Creativebrief: What are your ambitions for That Lot?

David Schneider: To keep going and keep doing great work. We’re looking at expanding globally but then who isn’t? I always sound like Doctor Evil when I say that. I suspect the two worlds that I inhabit i.e. TV/film and social are going to come together more. We’re developing longer form TV shows that I would have once taken to a production company to go on a TV channel but now I’m not. I’m looking at putting them on Facebook or Snapchat. That’s the way forward, in collaboration with brands or possibly with the platforms themselves.
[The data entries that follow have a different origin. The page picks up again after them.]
//! Main settings module

use config::{Config, Environment, File};
use serde::{Deserialize, Serialize};
use std::path::Path;

use crate::{ChatbotConfig, ConfigError};

/// Runtime environment
#[derive(Debug, Clone, Copy, PartialEq, Eq, Serialize, Deserialize, Default)]
#[serde(rename_all = "lowercase")]
pub enum RuntimeEnvironment {
    /// Development mode - relaxed validation, warnings only
    #[default]
    Development,
    /// Staging mode - stricter validation
    Staging,
    /// Production mode - all validations enforced
    Production,
}

impl RuntimeEnvironment {
    pub fn is_production(&self) -> bool {
        matches!(self, Self::Production)
    }

    pub fn is_strict(&self) -> bool {
        matches!(self, Self::Production | Self::Staging)
    }
}

/// Main application settings
#[derive(Debug, Clone, Serialize, Deserialize)]
pub struct Settings {
    #[serde(default)]
    pub environment: RuntimeEnvironment,

    /// HTTP server configuration
    #[serde(default)]
    pub server: ServerConfig,

    /// Chat assistant behaviour
    #[serde(default)]
    pub chatbot: ChatbotConfig,

    /// Logging and metrics
    #[serde(default)]
    pub observability: ObservabilityConfig,

    /// Directory with `<code>.json` locale overrides; embedded copy otherwise
    #[serde(default)]
    pub locales_dir: Option<String>,

    /// YAML file overriding the built-in keyword tables
    #[serde(default)]
    pub keywords_path: Option<String>,

    /// Where the visitor's language choice is remembered
    #[serde(default = "default_preference_path")]
    pub preference_path: String,
}

fn default_preference_path() -> String {
    "data/locale.json".to_string()
}

impl Default for Settings {
    fn default() -> Self {
        Self {
            environment: RuntimeEnvironment::default(),
            server: ServerConfig::default(),
            chatbot: ChatbotConfig::default(),
            observability: ObservabilityConfig::default(),
            locales_dir: None,
            keywords_path: None,
            preference_path: default_preference_path(),
        }
    }
}

impl Settings {
    pub fn new() -> Self {
        Self::default()
    }

    /// Validate settings
    pub fn validate(&self) -> Result<(), ConfigError> {
        self.chatbot.validate()?;
        self.server.validate(self.environment)?;

        if let Some(dir) = &self.locales_dir {
            if !Path::new(dir).is_dir() {
                if self.environment.is_strict() {
                    return Err(ConfigError::FileNotFound(dir.clone()));
                }
                tracing::warn!(
                    locales_dir = %dir,
                    "Locale directory missing, using embedded dictionaries"
                );
            }
        }

        if let Some(path) = &self.keywords_path {
            if !Path::new(path).is_file() {
                if self.environment.is_strict() {
                    return Err(ConfigError::FileNotFound(path.clone()));
                }
                tracing::warn!(
                    keywords_path = %path,
                    "Keyword file missing, using built-in tables"
                );
            }
        }

        Ok(())
    }
}

/// HTTP server configuration
#[derive(Debug, Clone, Serialize, Deserialize)]
pub struct ServerConfig {
    #[serde(default = "default_host")]
    pub host: String,

    #[serde(default = "default_port")]
    pub port: u16,

    #[serde(default = "default_true")]
    pub cors_enabled: bool,

    /// Allowed origins; empty means localhost only
    #[serde(default)]
    pub cors_origins: Vec<String>,

    /// Maximum concurrent chat sessions
    #[serde(default = "default_max_sessions")]
    pub max_sessions: usize,

    /// Idle time after which a chat session is dropped
    #[serde(default = "default_session_timeout")]
    pub session_timeout_secs: u64,

    #[serde(default = "default_cleanup_interval")]
    pub cleanup_interval_secs: u64,
}

fn default_host() -> String {
    "0.0.0.0".to_string()
}
fn default_port() -> u16 {
    8080
}
fn default_true() -> bool {
    true
}
fn default_max_sessions() -> usize {
    1000
}
fn default_session_timeout() -> u64 {
    1800
}
fn default_cleanup_interval() -> u64 {
    60
}

impl Default for ServerConfig {
    fn default() -> Self {
        Self {
            host: default_host(),
            port: default_port(),
            cors_enabled: true,
            cors_origins: Vec::new(),
            max_sessions: default_max_sessions(),
            session_timeout_secs: default_session_timeout(),
            cleanup_interval_secs: default_cleanup_interval(),
        }
    }
}

impl ServerConfig {
    fn validate(&self, environment: RuntimeEnvironment) -> Result<(), ConfigError> {
        if self.max_sessions == 0 {
            return Err(ConfigError::InvalidValue {
                field: "server.max_sessions".to_string(),
                message: "Must allow at least one session".to_string(),
            });
        }

        if self.session_timeout_secs == 0 || self.cleanup_interval_secs == 0 {
            return Err(ConfigError::InvalidValue {
                field: "server.session_timeout_secs".to_string(),
                message: "Timeout and cleanup interval must be positive".to_string(),
            });
        }

        if !self.cors_enabled && environment.is_production() {
            return Err(ConfigError::InvalidValue {
                field: "server.cors_enabled".to_string(),
                message: "CORS must be enabled in production".to_string(),
            });
        }

        Ok(())
    }
}

/// Logging and metrics
#[derive(Debug, Clone, Serialize, Deserialize)]
pub struct ObservabilityConfig {
    #[serde(default = "default_log_level")]
    pub log_level: String,

    /// Emit logs as JSON lines
    #[serde(default)]
    pub log_json: bool,

    /// Expose Prometheus metrics at /metrics
    #[serde(default = "default_true")]
    pub metrics_enabled: bool,
}

fn default_log_level() -> String {
    "info".to_string()
}

impl Default for ObservabilityConfig {
    fn default() -> Self {
        Self {
            log_level: default_log_level(),
            log_json: false,
            metrics_enabled: true,
        }
    }
}

/// Load settings from files and environment
///
/// Priority: env vars > config/{env}.yaml > config/default.yaml > defaults
pub fn load_settings(env: Option<&str>) -> Result<Settings, ConfigError> {
    load_settings_from("config", env)
}

/// Load settings with an explicit configuration directory
pub fn load_settings_from(
    dir: impl AsRef<Path>,
    env: Option<&str>,
) -> Result<Settings, ConfigError> {
    let dir = dir.as_ref();
    let mut builder = Config::builder()
        .add_source(File::from(dir.join("default")).required(false));

    if let Some(env) = env {
        builder = builder.add_source(File::from(dir.join(env)).required(false));
    }

    let settings: Settings = builder
        .add_source(
            Environment::with_prefix("VENDCHAT")
                .separator("__")
                .try_parsing(true)
                .list_separator(",")
                .with_list_parse_key("server.cors_origins"),
        )
        .build()?
        .try_deserialize()?;

    settings.validate()?;
    Ok(settings)
}

#[cfg(test)]
mod tests {
    use super::*;
    use std::fs;

    #[test]
    fn test_default_settings_validate() {
        let settings = Settings::default();
        assert!(settings.validate().is_ok());
        assert_eq!(settings.server.port, 8080);
        assert_eq!(settings.preference_path, "data/locale.json");
    }

    #[test]
    fn test_default_preference_path_is_writable() {
        let dir = tempfile::tempdir().unwrap();
        let settings = Settings::default();
        assert!(!settings.preference_path.is_empty());

        // Same relative layout the server uses, rooted in a scratch dir
        let path = dir.path().join(&settings.preference_path);
        let store = crate::LocalePreferenceStore::new(&path, vendchat_core::Language::English);
        store.save(vendchat_core::Language::Arabic).unwrap();
        assert_eq!(store.load(), vendchat_core::Language::Arabic);
    }

    #[test]
    fn test_layered_files() {
        let dir = tempfile::tempdir().unwrap();
        fs::write(
            dir.path().join("default.yaml"),
            concat!(
                "server:\n",
                "  port: 9000\n",
                "chatbot:\n",
                "  typing_delay_min_ms: 100\n",
                "  typing_delay_max_ms: 200\n",
            ),
        )
        .unwrap();
        fs::write(
            dir.path().join("staging.yaml"),
            "environment: staging\nserver:\n  port: 9100\n",
        )
        .unwrap();

        let settings = load_settings_from(dir.path(), Some("staging")).unwrap();
        assert_eq!(settings.environment, RuntimeEnvironment::Staging);
        assert_eq!(settings.server.port, 9100);
        assert_eq!(settings.chatbot.typing_delay_min_ms, 100);
        assert_eq!(settings.chatbot.default_language, "en");
    }

    #[test]
    fn test_missing_files_fall_back_to_defaults() {
        let dir = tempfile::tempdir().unwrap();
        let settings = load_settings_from(dir.path(), Some("production-missing")).unwrap();
        assert_eq!(settings.server.max_sessions, 1000);
    }

    #[test]
    fn test_invalid_file_is_rejected() {
        let dir = tempfile::tempdir().unwrap();
        fs::write(dir.path().join("default.yaml"), "chatbot:\n  context_window: 0\n").unwrap();
        assert!(matches!(
            load_settings_from(dir.path(), None),
            Err(ConfigError::InvalidValue { .. })
        ));
    }

    #[test]
    fn test_strict_environment_requires_locale_dir() {
        let settings = Settings {
            environment: RuntimeEnvironment::Production,
            locales_dir: Some("/definitely/not/here".to_string()),
            ..Default::default()
        };
        assert!(matches!(settings.validate(), Err(ConfigError::FileNotFound(_))));
    }
}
We do podcasts, the Strong and Stable podcast that we did with Deezer was a topical podcast about politics and the election. It felt where we’re going. The other place we’re going which is where that overlap comes is Facebook Live. We now have the kits to make it look like a TV show. We have multi cameras, vison mixing. We’re hoping to build our own studio, so we can do Facebook Lives there because I think that where it’s going to go.

Creativebrief: Something we talk about quite a lot at Creativebrief is the changing nature of the traditional pitch. What are your thoughts on that, have you seen it changing? Do you think it needs to change more?

David Schneider: Well I’m at a bit of a loss here because I don’t know what the traditional pitch was. I’ve only been pitching in this world for three years. I know what we do, and it seems to be successful. We do the strategy and then we mock up stuff so that they can really see what it’s going to be like.

When you’re pitching a TV show, it would be weird to say this is what the other channels are doing, this is what you’ve done before, this is why you should do this and here’s my nice little summery rubric that you can hang your coat on. When I first started I would go into a pitch and go here’s 20 brilliant ideas. I have learnt the technical side and how you need strategy and then you need to work from that.

We do still put a lot of energy into the bigger pitches. But I have a thing about career life in general that nothing is ever wasted, you’ve just got better. That said it costs a lot and it’s very disappointing if you don’t get it.

Creativebrief: Looking outside the industry, personally, who or what are you inspired by?

David Schneider: Because I still work outside of the industry it’s quite an easy question for me. I just did this film with Armando Iannucci, the Death of Stalin. Writing with him and seeing how he works and how he pushes himself to be better each time, how he never rests on his laurels, how he always challenges himself. I find that inspiring and the work that he comes up with is always great.

I saw Three Billboards [Outside Ebbing Missouri]. What’s great about that is it’s so human and that’s what we’re trying to do even with our tiny humble little things that we do on social. Something incredibly relatable. We started off doing mainly humour, mainly on Twitter and then it’s changed. There’s that human thing that Three Billboards captures so well where you just feel so much. When you get the feels on social, it’s remarkable. It’s complex but it’s still inspiring.

Topic of the moment

The trend that we’re focused on is the idea that customers want to know more about the social, economic and environmental impact of brands. How do you evaluate that in the brands you work with?

We always discuss who we’re going to work with and whether it’s acceptable to work with them or not. But we are in an industry where, if you have absolute morality, you wouldn’t be in this industry. I’m a great believer in what I call moral offsetting.

But obviously you want your company to have values that are reflected in who you work for and how your employees feel. It’s about the ethos within our company which is reflected in the work that we do and how we behave with our employees and hopefully that they are nurtured and respond. Part of the character of our company is that it isn’t full of agency people. It’s great to have that mix. But don’t get me wrong, there’s time where you go we’ve got to get someone who understands the language! But I think it is an advantage [the mix] because you have contact with the world outside.